After we got Dylan squared away on his grasp of siren-producing vehicles, we all proceeded to have a nice long conversation about police. The entire way way home, I answered question after question as Riley hammered me, 5-year-old-Geraldo-style.
“The police are for bad guys, right?”
“Well, they catch bad guys, yes. But they also help good guys.”
“What do they to do you if you’re bad?”
“Um, well, sometimes they take you to jail. Or sometimes they just pull you over, like if you’re going too fast.”
“What they do then?”
“They write you a ticket.”
“And then you have to give them all your money, right?”
“Well, not all your money. You have to pay a fine.”
“What’s the fine for?”
“Okay, you know how when you get in trouble sometimes Mommy or Daddy sends you to your room? And you don’t like that?”
“A fine is like being sent to your room. They do it so hopefully you think about what you did wrong and you don’t do it again.”

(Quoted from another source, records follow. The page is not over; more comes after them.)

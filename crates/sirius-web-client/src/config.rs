//! Externalized client settings.
//!
//! Settings come from a TOML document and may be overridden by environment
//! variables, so credentials never have to live in code:
//!
//! ```toml
//! http_origin = "https://sirius.example.com"
//! ws_origin = "wss://sirius.example.com"
//! username = "system"
//! password = "..."
//! protocol = "graphql-ws"
//! request_timeout_secs = 30
//!
//! [reconnect]
//! max_attempts = 10
//! initial_delay = 500
//!
//! [default_options]
//! query = "no-cache"
//! ```
//!
//! | Variable             | Overrides     |
//! |----------------------|---------------|
//! | `SIRIUS_HTTP_ORIGIN` | `http_origin` |
//! | `SIRIUS_WS_ORIGIN`   | `ws_origin`   |
//! | `SIRIUS_USERNAME`    | `username`    |
//! | `SIRIUS_PASSWORD`    | `password`    |

use std::fmt;
use std::path::Path;
use std::time::Duration;

use serde::Deserialize;

use crate::credentials::CredentialHeader;
use crate::error::{ClientError, Result};
use crate::graphql::{ClientConfiguration, DefaultOptions, WebSocketProtocol};
use crate::websocket::ReconnectConfig;

const TARGET: &str = "sirius_web_client::config";

/// Environment variable overriding `http_origin`.
pub const ENV_HTTP_ORIGIN: &str = "SIRIUS_HTTP_ORIGIN";
/// Environment variable overriding `ws_origin`.
pub const ENV_WS_ORIGIN: &str = "SIRIUS_WS_ORIGIN";
/// Environment variable overriding `username`.
pub const ENV_USERNAME: &str = "SIRIUS_USERNAME";
/// Environment variable overriding `password`.
pub const ENV_PASSWORD: &str = "SIRIUS_PASSWORD";

/// Client settings as read from a file or the environment.
#[derive(Clone, Default, PartialEq, Deserialize)]
#[serde(default, deny_unknown_fields)]
pub struct ClientSettings {
    /// Origin of the HTTP endpoint, e.g. `https://host:8080`.
    pub http_origin: Option<String>,
    /// Origin of the subscription endpoint. Derived from `http_origin` when absent.
    pub ws_origin: Option<String>,
    /// Basic auth user name.
    pub username: Option<String>,
    /// Basic auth password.
    pub password: Option<String>,
    /// Subscription subprotocol.
    pub protocol: WebSocketProtocol,
    /// HTTP request timeout in seconds; `0` disables it.
    pub request_timeout_secs: Option<u64>,
    /// Connect timeout in seconds.
    pub connect_timeout_secs: Option<u64>,
    /// Subscription socket reconnection policy.
    pub reconnect: ReconnectConfig,
    /// Fetch policies.
    pub default_options: DefaultOptions,
    /// HTTP user agent override.
    pub user_agent: Option<String>,
}

impl ClientSettings {
    /// Parse settings from TOML text.
    pub fn from_toml_str(text: &str) -> Result<Self> {
        Ok(toml::from_str(text)?)
    }

    /// Read settings from a TOML file.
    pub fn from_file(path: impl AsRef<Path>) -> Result<Self> {
        let path = path.as_ref();
        let text = std::fs::read_to_string(path).map_err(|e| ClientError::io(path, e))?;
        let settings = Self::from_toml_str(&text)?;
        tracing::debug!(target: TARGET, path = %path.display(), "loaded client settings");
        Ok(settings)
    }

    /// Settings from environment variables alone.
    pub fn from_env() -> Self {
        Self::default().with_env()
    }

    /// Apply environment overrides from the process environment.
    pub fn with_env(self) -> Self {
        self.with_overrides(|key| std::env::var(key).ok())
    }

    /// Apply overrides from a lookup function keyed by the `SIRIUS_*` names.
    pub fn with_overrides(mut self, lookup: impl Fn(&str) -> Option<String>) -> Self {
        let fields = [
            (ENV_HTTP_ORIGIN, &mut self.http_origin),
            (ENV_WS_ORIGIN, &mut self.ws_origin),
            (ENV_USERNAME, &mut self.username),
            (ENV_PASSWORD, &mut self.password),
        ];
        for (key, field) in fields {
            if let Some(value) = lookup(key).filter(|v| !v.is_empty()) {
                tracing::trace!(target: TARGET, variable = key, "setting overridden");
                *field = Some(value);
            }
        }
        self
    }

    /// Build a client configuration.
    ///
    /// Fails with [`ClientError::Config`] when the origin or credentials are
    /// missing.
    pub fn into_configuration(self) -> Result<ClientConfiguration> {
        let http_origin = self
            .http_origin
            .ok_or_else(|| missing("http_origin", ENV_HTTP_ORIGIN))?;
        let ws_origin = match self.ws_origin {
            Some(origin) => origin,
            None => http_to_ws_origin(&http_origin)?,
        };
        let username = self.username.ok_or_else(|| missing("username", ENV_USERNAME))?;
        let password = self.password.ok_or_else(|| missing("password", ENV_PASSWORD))?;

        let mut configuration = ClientConfiguration::from_origins(
            &http_origin,
            &ws_origin,
            CredentialHeader::basic(&username, &password),
        )?
        .with_protocol(self.protocol)
        .with_reconnect(Some(self.reconnect))
        .with_default_options(self.default_options);

        if let Some(secs) = self.request_timeout_secs {
            configuration = configuration
                .with_request_timeout((secs > 0).then(|| Duration::from_secs(secs)));
        }
        if let Some(secs) = self.connect_timeout_secs {
            configuration = configuration.with_connect_timeout(Duration::from_secs(secs));
        }
        if let Some(user_agent) = self.user_agent {
            configuration = configuration.with_user_agent(user_agent);
        }
        Ok(configuration)
    }
}

impl fmt::Debug for ClientSettings {
    fn fmt(&self, f: &mut fmt::Formatter<'_>) -> fmt::Result {
        f.debug_struct("ClientSettings")
            .field("http_origin", &self.http_origin)
            .field("ws_origin", &self.ws_origin)
            .field("username", &self.username)
            .field("password", &self.password.as_ref().map(|_| "<redacted>"))
            .field("protocol", &self.protocol)
            .field("request_timeout_secs", &self.request_timeout_secs)
            .field("connect_timeout_secs", &self.connect_timeout_secs)
            .field("reconnect", &self.reconnect)
            .field("default_options", &self.default_options)
            .field("user_agent", &self.user_agent)
            .finish()
    }
}

fn missing(field: &str, variable: &str) -> ClientError {
    ClientError::Config(format!("missing `{field}` (set it in the settings file or {variable})"))
}

fn http_to_ws_origin(origin: &str) -> Result<String> {
    if let Some(rest) = origin.strip_prefix("https://") {
        Ok(format!("wss://{rest}"))
    } else if let Some(rest) = origin.strip_prefix("http://") {
        Ok(format!("ws://{rest}"))
    } else {
        Err(ClientError::Config(format!(
            "cannot derive ws_origin from `{origin}`"
        )))
    }
}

“So then you don’t drive fast any more?”
“Right. Well, in theory, anyway.”
We chatted about jail and bad guys and traffic fines the entire way home, and just as I had turned onto 16th street and was 30 seconds from my house I saw an odd sight in the road in front of me. A guy was stepping out into the road and . . . pointing something at me? And he had a helmet on? And—
It was a cop. With a radar gun.
So we got to wrap up our nice lesson about police and traffic safety with Mommy getting a goddamned cocksucking speeding ticket.

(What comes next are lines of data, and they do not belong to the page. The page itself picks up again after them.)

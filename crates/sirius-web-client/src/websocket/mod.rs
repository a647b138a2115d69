//! WebSocket connection state and reconnection policy.
//!
//! The subscription socket itself lives in [`crate::graphql`]; this module
//! holds the pieces that describe it from the outside.

mod reconnect;
mod state;

pub use reconnect::ReconnectConfig;
pub use state::{ConnectionEvents, ConnectionState};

While I sat there on the side of the road mumbling and slapping my forehead and thinking about fines and insurance premiums, the kids were going bugshit in the backseat. “A COPPICEMAN!” Dylan howled with pure glee. “AN’ HE HAS A MOTORCYCLE!”
Riley leaned forward and said, “Now you’re going to have to give him all your money, Mom! Shouldn’t have been driving too fast, right? Riiiiiight? Are you thinking about what you did wrong?”
Later, the kids ran wild in the living room “arresting” each other with their brand-new police stickers, handed over by Mr. Fucking Radar Gun himself.